What you have to do: Extract, without alteration, each line from the start of the listing to the line bearing "pub fn is_definite(self)".
<<<<
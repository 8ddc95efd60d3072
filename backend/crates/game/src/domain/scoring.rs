//! Round scoring

use crate::domain::value_objects::Word;

/// Points awarded per letter of an accepted word.
pub const POINTS_PER_LETTER: u32 = 50;

/// Score and currency reward for a set of accepted words
#[derive(Debug, Clone, Copy, Default, PartialEq, Eq)]
pub struct Tally {
    pub score: u32,
    /// One gem per accepted letter
    pub reward: u32,
}

pub fn tally(words: &[Word]) -> Tally {
    let letters: u32 = words.iter().map(|w| w.char_len() as u32).sum();
    Tally {
        score: letters.saturating_mul(POINTS_PER_LETTER),
        reward: letters,
    }
}
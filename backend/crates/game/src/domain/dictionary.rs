//! Dictionary oracle
//!
//! A word is valid when any layer knows it. Layers are consulted in order and
//! the first definite hit wins. A layer that cannot answer (network down,
//! malformed payload) counts as "not found" for the verdict but is reported
//! separately so callers can tell the difference.

use std::collections::HashSet;
use std::sync::Arc;

use async_trait::async_trait;
use chrono::{Duration, Utc};

use crate::domain::repository::DictionaryCache;
use crate::domain::value_objects::Word;

/// Answer from a single layer
#[derive(Debug, Clone, Copy, PartialEq, Eq)]
pub enum LookupOutcome {
    Found,
    NotFound,
    /// The layer could not decide
    Unavailable,
}

impl LookupOutcome {
    pub fn is_found(self) -> bool {
        matches!(self, LookupOutcome::Found)
    }

    /// Whether the answer is safe to cache.
    pub fn is_definite(self) -> bool {
        !matches!(self, LookupOutcome::Unavailable)
    }
}

/// One lookup strategy
#[async_trait]
pub trait WordSource: Send + Sync {
    fn name(&self) -> &str;

    async fn lookup(&self, word: &Word) -> LookupOutcome;
}

/// In-memory set of known words
#[derive(Debug, Clone, Default)]
pub struct StaticWordSet {
    name: String,
    words: HashSet<Word>,
}

impl StaticWordSet {
    pub fn new<I>(name: impl Into<String>, words: I) -> Self
    where
        I: IntoIterator<Item = Word>,
    {
        Self {
            name: name.into(),
            words: words.into_iter().filter(|w| !w.is_empty()).collect(),
        }
    }

    pub fn contains(&self, word: &Word) -> bool {
        self.words.contains(word)
    }

    pub fn len(&self) -> usize {
        self.words.len()
    }

    pub fn is_empty(&self) -> bool {
        self.words.is_empty()
    }
}

#[async_trait]
impl WordSource for StaticWordSet {
    fn name(&self) -> &str {
        &self.name
    }

    async fn lookup(&self, word: &Word) -> LookupOutcome {
        if self.contains(word) {
            LookupOutcome::Found
        } else {
            LookupOutcome::NotFound
        }
    }
}

/// Ordered chain of layers combined by short-circuit OR
#[derive(Clone, Default)]
pub struct Dictionary {
    layers: Vec<Arc<dyn WordSource>>,
}

impl Dictionary {
    pub fn new(layers: Vec<Arc<dyn WordSource>>) -> Self {
        Self { layers }
    }

    pub fn with_layer(mut self, layer: Arc<dyn WordSource>) -> Self {
        self.layers.push(layer);
        self
    }

    pub fn layer_names(&self) -> Vec<&str> {
        self.layers.iter().map(|l| l.name()).collect()
    }

    /// Walk the layers; `Unavailable` only if no layer said `Found` and at
    /// least one could not answer.
    pub async fn resolve(&self, word: &Word) -> LookupOutcome {
        let mut undecided = false;
        for layer in &self.layers {
            match layer.lookup(word).await {
                LookupOutcome::Found => {
                    tracing::debug!(word = %word, layer = layer.name(), "Word found");
                    return LookupOutcome::Found;
                }
                LookupOutcome::NotFound => {}
                LookupOutcome::Unavailable => {
                    tracing::debug!(word = %word, layer = layer.name(), "Dictionary layer unavailable");
                    undecided = true;
                }
            }
        }
        if undecided {
            LookupOutcome::Unavailable
        } else {
            LookupOutcome::NotFound
        }
    }

    pub async fn exists(&self, word: &Word) -> bool {
        self.resolve(word).await.is_found()
    }
}

impl std::fmt::Debug for Dictionary {
    fn fmt(&self, f: &mut std::fmt::Formatter<'_>) -> std::fmt::Result {
        f.debug_struct("Dictionary")
            .field("layers", &self.layer_names())
            .finish()
    }
}

#[async_trait]
impl WordSource for Dictionary {
    fn name(&self) -> &str {
        "chain"
    }

    async fn lookup(&self, word: &Word) -> LookupOutcome {
        self.resolve(word).await
    }
}

/// Wraps a slow layer with a persistent verdict cache.
///
/// Only definite answers are stored. Cache failures degrade to a miss.
pub struct CachedSource<S, C> {
    inner: S,
    cache: Arc<C>,
    ttl: Duration,
    name: String,
}

impl<S, C> CachedSource<S, C>
where
    S: WordSource,
    C: DictionaryCache + Send + Sync,
{
    pub fn new(inner: S, cache: Arc<C>, ttl: Duration) -> Self {
        let name = format!("cached:{}", inner.name());
        Self {
            inner,
            cache,
            ttl,
            name,
        }
    }
}

#[async_trait]
impl<S, C> WordSource for CachedSource<S, C>
where
    S: WordSource,
    C: DictionaryCache + Send + Sync,
{
    fn name(&self) -> &str {
        &self.name
    }

    async fn lookup(&self, word: &Word) -> LookupOutcome {
        let now = Utc::now();
        match self.cache.get(word, now).await {
            Ok(Some(true)) => return LookupOutcome::Found,
            Ok(Some(false)) => return LookupOutcome::NotFound,
            Ok(None) => {}
            Err(e) => {
                tracing::warn!(error = %e, word = %word, "Dictionary cache read failed");
            }
        }

        let outcome = self.inner.lookup(word).await;
        if outcome.is_definite() {
            let expires_at = now + self.ttl;
            if let Err(e) = self.cache.put(word, outcome.is_found(), expires_at).await {
                tracing::warn!(error = %e, word = %word, "Dictionary cache write failed");
            }
        }
        outcome
    }
}
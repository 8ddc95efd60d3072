//! Game Error Types
//!
//! Game-specific error variants that integrate with the unified
//! `kernel::error::AppError` system.

use axum::extract::rejection::JsonRejection;
use axum::http::StatusCode;
use axum::response::{IntoResponse, Response};
use kernel::error::{app_error::AppError, kind::ErrorKind};
use thiserror::Error;

/// Game-specific result type alias
pub type GameResult<T> = Result<T, GameError>;

/// Game-specific error variants
///
/// Every variant except `Database` and `Internal` is an ordinary rejection the
/// client shows to the player.
#[derive(Debug, Error)]
pub enum GameError {
    /// Session does not exist or belongs to another player
    #[error("Game session not found")]
    SessionNotFound,

    /// Mutation attempted on a finished round
    #[error("Game session is already completed")]
    SessionCompleted,

    /// Swap requested with zero swap credits
    #[error("No swaps available")]
    NoSwapsAvailable,

    /// Currency balance too low for the purchase
    #[error("Not enough gems")]
    InsufficientCurrency,

    /// Word is not in the dictionary or cannot be built from the rack
    #[error("Word is not valid for this rack")]
    WordRejected,

    /// Malformed request (length bounds, duration range, ...)
    #[error("Invalid input: {0}")]
    InvalidInput(String),

    /// Shop pack size that is not on sale
    #[error("Unknown swap pack: {0}")]
    UnknownSwapPack(u32),

    /// Requester identity missing or malformed
    #[error("Player identity is missing")]
    MissingPlayer,

    /// Persistence failure (transient from the caller's point of view)
    #[error("Database error: {0}")]
    Database(#[from] sqlx::Error),

    /// Internal error
    #[error("Internal error: {0}")]
    Internal(String),
}

impl GameError {
    /// Get the HTTP status code for this error
    pub fn status_code(&self) -> StatusCode {
        StatusCode::from_u16(self.kind().status_code())
            .unwrap_or(StatusCode::INTERNAL_SERVER_ERROR)
    }

    /// Get the ErrorKind for this error
    pub fn kind(&self) -> ErrorKind {
        match self {
            GameError::SessionNotFound => ErrorKind::NotFound,
            GameError::SessionCompleted => ErrorKind::Conflict,
            GameError::NoSwapsAvailable
            | GameError::InsufficientCurrency
            | GameError::WordRejected => ErrorKind::UnprocessableEntity,
            GameError::InvalidInput(_) | GameError::UnknownSwapPack(_) => ErrorKind::BadRequest,
            GameError::MissingPlayer => ErrorKind::Unauthorized,
            GameError::Database(_) => ErrorKind::ServiceUnavailable,
            GameError::Internal(_) => ErrorKind::InternalServerError,
        }
    }

    /// Stable machine-readable code
    pub fn code(&self) -> &'static str {
        match self {
            GameError::SessionNotFound => "SESSION_NOT_FOUND",
            GameError::SessionCompleted => "SESSION_COMPLETED",
            GameError::NoSwapsAvailable => "NO_SWAPS_AVAILABLE",
            GameError::InsufficientCurrency => "INSUFFICIENT_CURRENCY",
            GameError::WordRejected => "WORD_REJECTED",
            GameError::InvalidInput(_) => "INVALID_INPUT",
            GameError::UnknownSwapPack(_) => "UNKNOWN_SWAP_PACK",
            GameError::MissingPlayer => "MISSING_PLAYER",
            GameError::Database(_) => "STORAGE_UNAVAILABLE",
            GameError::Internal(_) => "INTERNAL",
        }
    }

    fn action(&self) -> Option<&'static str> {
        match self {
            GameError::NoSwapsAvailable => Some("Buy swaps in the shop or wait for tomorrow's free swaps"),
            GameError::InsufficientCurrency => Some("Finish more rounds to earn gems"),
            GameError::SessionNotFound | GameError::SessionCompleted => Some("Start a new round"),
            GameError::Database(_) => Some("Please retry"),
            _ => None,
        }
    }

    /// Convert to AppError
    pub fn to_app_error(&self) -> AppError {
        // Storage details stay in the logs.
        let message = match self {
            GameError::Database(_) => "Storage is temporarily unavailable".to_string(),
            GameError::Internal(_) => "Internal error".to_string(),
            other => other.to_string(),
        };
        let err = AppError::new(self.kind(), message).with_code(self.code());
        match self.action() {
            Some(action) => err.with_action(action),
            None => err,
        }
    }

    /// Log the error with appropriate level
    fn log(&self) {
        match self {
            GameError::Database(e) => {
                tracing::error!(error = %e, "Game database error");
            }
            GameError::Internal(msg) => {
                tracing::error!(message = %msg, "Game internal error");
            }
            GameError::NoSwapsAvailable | GameError::InsufficientCurrency => {
                tracing::warn!(code = self.code(), "Game purchase refused");
            }
            _ => {
                tracing::debug!(error = %self, "Game error");
            }
        }
    }
}

impl From<GameError> for AppError {
    fn from(err: GameError) -> Self {
        err.to_app_error()
    }
}

impl IntoResponse for GameError {
    fn into_response(self) -> Response {
        self.log();
        self.to_app_error().into_response()
    }
}

impl From<platform::client::IdentityError> for GameError {
    fn from(_: platform::client::IdentityError) -> Self {
        GameError::MissingPlayer
    }
}

impl From<JsonRejection> for GameError {
    fn from(rejection: JsonRejection) -> Self {
        GameError::InvalidInput(rejection.body_text())
    }
}
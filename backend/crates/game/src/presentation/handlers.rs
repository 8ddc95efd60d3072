//! HTTP Handlers

use std::sync::Arc;

use axum::Json;
use axum::extract::{Extension, State};
use chrono::{NaiveDate, Utc};
use kernel::id::PlayerId;

use crate::application::account::{AccountInput, AccountUseCase};
use crate::application::buy_swaps::{BuySwapsInput, BuySwapsUseCase};
use crate::application::check_word::{CheckWordInput, CheckWordUseCase};
use crate::application::config::GameConfig;
use crate::application::reveal_hints::{RevealHintsInput, RevealHintsUseCase};
use crate::application::start_round::{StartRoundInput, StartRoundUseCase};
use crate::application::submit_round::{SubmitRoundInput, SubmitRoundUseCase};
use crate::application::swap_letters::{SwapLettersInput, SwapLettersUseCase};
use crate::domain::dictionary::Dictionary;
use crate::domain::presets::{HintBook, PresetPool};
use crate::domain::rack::RackGenerator;
use crate::domain::repository::{AccountLedger, GameSessionRepository, RoundLedger};
use crate::error::GameResult;
use crate::presentation::dto::{
    AccountResponse, BuySwapsRequest, BuySwapsResponse, CheckWordRequest, CheckWordResponse,
    GameJson, HintsResponse, SessionRequest, StartResponse, SubmitRequest, SubmitResponse,
    SwapResponse, word_strings,
};

/// Storage the handlers need: sessions plus the player ledger
pub trait GameStore:
    GameSessionRepository + AccountLedger + RoundLedger + Clone + Send + Sync + 'static
{
}

impl<T> GameStore for T where
    T: GameSessionRepository + AccountLedger + RoundLedger + Clone + Send + Sync + 'static
{
}

/// Shared state for game handlers
#[derive(Clone)]
pub struct GameAppState<R>
where
    R: GameStore,
{
    pub repo: Arc<R>,
    pub config: Arc<GameConfig>,
    pub racks: Arc<RackGenerator>,
    pub hints: Arc<HintBook>,
    pub dictionary: Arc<Dictionary>,
}

impl<R> GameAppState<R>
where
    R: GameStore,
{
    pub fn new(repo: R, config: GameConfig, dictionary: Dictionary, presets: Arc<PresetPool>) -> Self {
        let racks = RackGenerator::new(
            config.rack_policy.clone(),
            presets.clone(),
            config.swap_redraw_attempts,
        );
        Self::with_racks(repo, config, dictionary, presets, racks)
    }

    /// Same as `new` with a caller-supplied generator (seeded in tests).
    pub fn with_racks(
        repo: R,
        config: GameConfig,
        dictionary: Dictionary,
        presets: Arc<PresetPool>,
        racks: RackGenerator,
    ) -> Self {
        let hints = HintBook::new(presets, config.hint_limit, config.min_submit_len);
        Self {
            repo: Arc::new(repo),
            config: Arc::new(config),
            racks: Arc::new(racks),
            hints: Arc::new(hints),
            dictionary: Arc::new(dictionary),
        }
    }
}

fn today() -> NaiveDate {
    Utc::now().date_naive()
}

/// POST /api/game/start
pub async fn start<R>(
    State(state): State<GameAppState<R>>,
    Extension(player_id): Extension<PlayerId>,
) -> GameResult<Json<StartResponse>>
where
    R: GameStore,
{
    let use_case = StartRoundUseCase::new(
        state.repo.clone(),
        state.repo.clone(),
        state.racks.clone(),
        state.config.clone(),
    );

    let output = use_case
        .execute(StartRoundInput {
            player_id,
            today: today(),
        })
        .await?;

    Ok(Json(StartResponse {
        session_id: output.session_id,
        letters: output.rack.to_letter_strings(),
        free_swaps_left: output.free_swaps_left,
        gems: output.gems,
        round_seconds: output.round_seconds,
        hint_words: word_strings(output.hint_words),
    }))
}

/// POST /api/game/swap
pub async fn swap<R>(
    State(state): State<GameAppState<R>>,
    Extension(player_id): Extension<PlayerId>,
    GameJson(req): GameJson<SessionRequest>,
) -> GameResult<Json<SwapResponse>>
where
    R: GameStore,
{
    let use_case = SwapLettersUseCase::new(
        state.repo.clone(),
        state.repo.clone(),
        state.racks.clone(),
        state.hints.clone(),
        state.config.clone(),
    );

    let output = use_case
        .execute(SwapLettersInput {
            player_id,
            session_id: req.session_id,
            today: today(),
        })
        .await?;

    Ok(Json(SwapResponse {
        letters: output.rack.to_letter_strings(),
        free_swaps_left: output.free_swaps_left,
        gems: output.gems,
        hint_words: word_strings(output.hint_words),
    }))
}

/// POST /api/game/reveal-hints
pub async fn reveal_hints<R>(
    State(state): State<GameAppState<R>>,
    Extension(player_id): Extension<PlayerId>,
    GameJson(req): GameJson<SessionRequest>,
) -> GameResult<Json<HintsResponse>>
where
    R: GameStore,
{
    let use_case = RevealHintsUseCase::new(
        state.repo.clone(),
        state.repo.clone(),
        state.hints.clone(),
        state.config.clone(),
    );

    let output = use_case
        .execute(RevealHintsInput {
            player_id,
            session_id: req.session_id,
            today: today(),
        })
        .await?;

    Ok(Json(HintsResponse {
        hint_words: word_strings(output.hint_words),
        gems: output.gems,
        free_swaps_left: output.free_swaps_left,
    }))
}

/// POST /api/game/check-word
pub async fn check_word<R>(
    State(state): State<GameAppState<R>>,
    Extension(player_id): Extension<PlayerId>,
    GameJson(req): GameJson<CheckWordRequest>,
) -> GameResult<Json<CheckWordResponse>>
where
    R: GameStore,
{
    let use_case = CheckWordUseCase::new(
        state.repo.clone(),
        state.dictionary.clone(),
        state.config.clone(),
    );

    let output = use_case
        .execute(CheckWordInput {
            player_id,
            session_id: req.session_id,
            word: req.word,
        })
        .await?;

    Ok(Json(CheckWordResponse {
        word: output.word.into_string(),
    }))
}

/// POST /api/game/submit
pub async fn submit<R>(
    State(state): State<GameAppState<R>>,
    Extension(player_id): Extension<PlayerId>,
    GameJson(req): GameJson<SubmitRequest>,
) -> GameResult<Json<SubmitResponse>>
where
    R: GameStore,
{
    let use_case = SubmitRoundUseCase::new(
        state.repo.clone(),
        state.repo.clone(),
        state.dictionary.clone(),
        state.config.clone(),
    );

    let output = use_case
        .execute(SubmitRoundInput {
            player_id,
            session_id: req.session_id,
            words: req.words,
            duration_seconds: req.duration_seconds,
            today: today(),
        })
        .await?;

    Ok(Json(SubmitResponse {
        score: output.score,
        gems_earned: output.reward,
        gems_total: output.gems_total,
        free_swaps_left: output.free_swaps_left,
        letters: output.rack.to_letter_strings(),
        words: word_strings(output.words),
    }))
}

/// POST /api/game/buy-swaps
pub async fn buy_swaps<R>(
    State(state): State<GameAppState<R>>,
    Extension(player_id): Extension<PlayerId>,
    GameJson(req): GameJson<BuySwapsRequest>,
) -> GameResult<Json<BuySwapsResponse>>
where
    R: GameStore,
{
    let use_case = BuySwapsUseCase::new(state.repo.clone(), state.config.clone());

    let output = use_case
        .execute(BuySwapsInput {
            player_id,
            pack: req.pack,
            today: today(),
        })
        .await?;

    Ok(Json(BuySwapsResponse {
        gems: output.gems,
        free_swaps_left: output.free_swaps_left,
    }))
}

/// GET /api/game/account
pub async fn account<R>(
    State(state): State<GameAppState<R>>,
    Extension(player_id): Extension<PlayerId>,
) -> GameResult<Json<AccountResponse>>
where
    R: GameStore,
{
    let use_case = AccountUseCase::new(state.repo.clone(), state.config.clone());

    let account = use_case
        .execute(AccountInput {
            player_id,
            today: today(),
        })
        .await?;

    Ok(Json(account.into()))
}
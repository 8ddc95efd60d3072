//! Domain Value Objects
//!
//! Immutable value types for the word game domain.

use std::fmt;

use serde::{Serialize, Serializer};
use unicode_normalization::UnicodeNormalization;

use crate::error::GameError;

/// A candidate word in canonical form: NFKC-normalized, trimmed, uppercase.
///
/// Two inputs that differ only in case, surrounding whitespace or Unicode
/// composition produce the same `Word`.
#[derive(Debug, Clone, PartialEq, Eq, Hash, PartialOrd, Ord)]
pub struct Word(String);

impl Word {
    /// Canonicalize without any length check.
    pub fn normalize(raw: &str) -> Self {
        let composed: String = raw.nfkc().collect();
        Self(composed.trim().to_uppercase())
    }

    /// Canonicalize and enforce `min..=max` characters (Unicode scalar values).
    pub fn parse(raw: &str, min: usize, max: usize) -> Result<Self, GameError> {
        let word = Self::normalize(raw);
        let len = word.char_len();
        if len < min || len > max {
            return Err(GameError::InvalidInput(format!(
                "word must be {min}..={max} characters, got {len}"
            )));
        }
        Ok(word)
    }

    pub fn as_str(&self) -> &str {
        &self.0
    }

    pub fn char_len(&self) -> usize {
        self.0.chars().count()
    }

    pub fn is_empty(&self) -> bool {
        self.0.is_empty()
    }

    pub fn into_string(self) -> String {
        self.0
    }
}

impl fmt::Display for Word {
    fn fmt(&self, f: &mut fmt::Formatter<'_>) -> fmt::Result {
        f.write_str(&self.0)
    }
}

impl Serialize for Word {
    fn serialize<S: Serializer>(&self, serializer: S) -> Result<S::Ok, S::Error> {
        serializer.serialize_str(&self.0)
    }
}

/// Ordered letters dealt for a round. Letters may repeat.
#[derive(Debug, Clone, PartialEq, Eq)]
pub struct Rack(Vec<char>);

impl Rack {
    pub fn new(letters: Vec<char>) -> Self {
        Self(letters.into_iter().flat_map(char::to_uppercase).collect())
    }

    /// Rebuild a rack from its stored string form.
    pub fn parse(stored: &str) -> Self {
        Self::new(stored.chars().filter(|c| !c.is_whitespace()).collect())
    }

    pub fn letters(&self) -> &[char] {
        &self.0
    }

    pub fn len(&self) -> usize {
        self.0.len()
    }

    pub fn is_empty(&self) -> bool {
        self.0.is_empty()
    }

    /// Same letters with the same multiplicities, order ignored.
    pub fn same_letters(&self, other: &Rack) -> bool {
        let mut a = self.0.clone();
        let mut b = other.0.clone();
        a.sort_unstable();
        b.sort_unstable();
        a == b
    }

    /// One string per letter, the shape clients receive.
    pub fn to_letter_strings(&self) -> Vec<String> {
        self.0.iter().map(|c| c.to_string()).collect()
    }
}

impl fmt::Display for Rack {
    fn fmt(&self, f: &mut fmt::Formatter<'_>) -> fmt::Result {
        for c in &self.0 {
            write!(f, "{c}")?;
        }
        Ok(())
    }
}

/// Lifecycle state of a game session
#[derive(Debug, Clone, Copy, PartialEq, Eq)]
pub enum SessionStatus {
    Active,
    Completed,
}

impl SessionStatus {
    pub fn as_str(&self) -> &'static str {
        match self {
            SessionStatus::Active => "active",
            SessionStatus::Completed => "completed",
        }
    }
}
>>>>
Exercise output:
repository 8ddc95efd60d3072
filename backend/crates/game/src/domain/scoring.rs
//! Round scoring

use crate::domain::value_objects::Word;

/// Points awarded per letter of an accepted word.
pub const POINTS_PER_LETTER: u32 = 50;

/// Score and currency reward for a set of accepted words
#[derive(Debug, Clone, Copy, Default, PartialEq, Eq)]
pub struct Tally {
    pub score: u32,
    /// One gem per accepted letter
    pub reward: u32,
}

pub fn tally(words: &[Word]) -> Tally {
    let letters: u32 = words.iter().map(|w| w.char_len() as u32).sum();
    Tally {
        score: letters.saturating_mul(POINTS_PER_LETTER),
        reward: letters,
    }
}
filename backend/crates/game/src/domain/dictionary.rs
//! Dictionary oracle
//!
//! A word is valid when any layer knows it. Layers are consulted in order and
//! the first definite hit wins. A layer that cannot answer (network down,
//! malformed payload) counts as "not found" for the verdict but is reported
//! separately so callers can tell the difference.

use std::collections::HashSet;
use std::sync::Arc;

use async_trait::async_trait;
use chrono::{Duration, Utc};

use crate::domain::repository::DictionaryCache;
use crate::domain::value_objects::Word;

/// Answer from a single layer
#[derive(Debug, Clone, Copy, PartialEq, Eq)]
pub enum LookupOutcome {
    Found,
    NotFound,
    /// The layer could not decide
    Unavailable,
}

impl LookupOutcome {
    pub fn is_found(self) -> bool {
        matches!(self, LookupOutcome::Found)
    }

    /// Whether the answer is safe to cache.
    pub fn is_definite(self) -> bool {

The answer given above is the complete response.